I had not realized how much traveling I would need to do to be with Carlos. I loved airplane flights, seeing countrysides from trains, and trying to guess what a hotel would look like before I arrived. Bill Graham often traveled with the band, and over time I began to know him. We made plans after concerts to meet in the hotel lobby the next morning to run together. Bill had a powerful, strong presence, and his body moving next to mine gave me adrenaline to pump my arms harder and push my legs farther. We talked as we huffed and strode through Vienna, Geneva, and Munich, places he had known as a child, and I got to know Bill through the stories he told of not even remembering his parents—he was two days old when his father died, and nine when his mother sent him to France for school. When Hitler's regime began persecuting and murdering Jews, Bill and his schoolmates were put on buses and sent away with almost nothing to eat but oranges. He exchanged the innocence of childhood for toughness and survival walking from Lyon to Marseilles, on a train to Spain and Portugal and on a ship to Casablanca, without parents and with the sound of torpedoes sizzling in the sky. As we ran, I thought about the trauma and humiliation Bill had endured that had produced the stony exterior and fighting spirit that had bullied me and others. Two of his sisters survived Auschwitz, and Bill was sent to a Hebrew shelter in New York, where he waited nine weeks for someone
to pick him out for adoption. Compassion, love, and respect were what I grew to feel for Bill after our runs. We interacted in business as I assumed more responsibility for Carlos's schedule and finances, and I saw with new eyes the fearless warrior Bill had learned to be as a child.

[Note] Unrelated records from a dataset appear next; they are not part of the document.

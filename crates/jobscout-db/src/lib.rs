//! Jobscout Database Layer
//!
//! Provides `SQLite` database access using `SQLx` with embedded migrations.
//!
//! # Architecture
//!
//! - **Migrations**: SQL migrations are embedded and versioned using `SQLx`
//! - **Connection Pooling**: Small fixed-size pool with foreign keys enforced
//! - **Query style**: free functions per table module taking `&SqlitePool`
//!
//! # Tables
//!
//! - `users` - registered accounts ([`users`])
//! - `credentials` - stored portal session cookies ([`credentials`])
//! - `searches` - append-only search audit log ([`searches`])
//!
//! # Example
//!
//! ```ignore
//! use jobscout_db::Database;
//!
//! let db = Database::open("jobscout.db").await?;
//! db.run_migrations().await?;
//! ```

#![warn(missing_docs)]
#![warn(clippy::all)]
#![warn(clippy::pedantic)]
#![allow(clippy::module_name_repetitions)]
#![allow(clippy::missing_errors_doc)]
#![allow(clippy::missing_panics_doc)]

pub mod connection;
pub mod credentials;
pub mod error;
pub mod migrations;
pub mod searches;
pub mod users;

// Re-export commonly used types
pub use connection::ConnectionPool;
pub use credentials::{CredentialBundle, SessionCookie};
pub use error::{DatabaseError, Result};
pub use searches::SearchRecord;
pub use users::UserRecord;

use std::path::Path;

/// High-level database interface.
///
/// This provides a convenient wrapper around [`ConnectionPool`] that handles
/// initialization and migration.
#[derive(Debug, Clone)]
pub struct Database {
    pool: ConnectionPool,
}

impl Database {
    /// Open a database at the given path, creating it if missing.
    ///
    /// # Arguments
    /// * `path` - Path to the database file (or `:memory:` for in-memory)
    ///
    /// # Errors
    /// Returns `DatabaseError` if the database cannot be opened.
    pub async fn open(path: impl AsRef<Path>) -> Result<Self> {
        let pool = ConnectionPool::new(path).await?;
        Ok(Self { pool })
    }

    /// Run all pending database migrations.
    ///
    /// This should be called after opening a database to ensure the schema
    /// is up to date.
    ///
    /// # Errors
    /// Returns `DatabaseError::Migration` if any migration fails.
    pub async fn run_migrations(&self) -> Result<()> {
        migrations::run_migrations(self.pool.pool()).await
    }

    /// Get the current schema version.
    ///
    /// Returns the number of applied migrations.
    ///
    /// # Errors
    /// Returns `DatabaseError` if the version cannot be queried.
    pub async fn get_schema_version(&self) -> Result<i64> {
        migrations::get_schema_version(self.pool.pool()).await
    }

    /// Get a reference to the underlying `SQLx` pool.
    ///
    /// This allows direct access to the `SQLx` pool for custom queries.
    #[must_use]
    pub fn pool(&self) -> &sqlx::Pool<sqlx::Sqlite> {
        self.pool.pool()
    }

    /// Close the database connection gracefully.
    pub async fn close(self) {
        self.pool.close().await;
    }
}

In the summer of 1974, Guru held a special ceremony in his backyard to give Carlos and me our spiritual names. Every August devotees from around the world stayed in the Queens neighborhood to celebrate Sri Chinmoy's birthday, and to attend meditations. Carlos could be in Queens only five days between his Philadelphia and Saratoga Springs shows, so he met me there. We sat among a small group of devotees as butterflies lit on the maple leaves above our heads and a warm breeze filtered through my sari. Sri Chinmoy proclaimed that Carlos was to be called Devadip, meaning “Lamp of God,” “Eye of God,” and “Light of God.” I was given the spiritual name Urmila, meaning “the Light of the Supreme.” The bestowal of names signified that we had made spiritual progress. Carlos returned to his tour, telling his road manager and band members to call him by his new name. The press was puzzled but followed Carlos's request. Mom and Dad were less than enthusiastic to hear Kit-saun call me Urmila, and they continued to address me as Deborah, the name they had given me to honor a woman of great strength and intelligence in the Bible.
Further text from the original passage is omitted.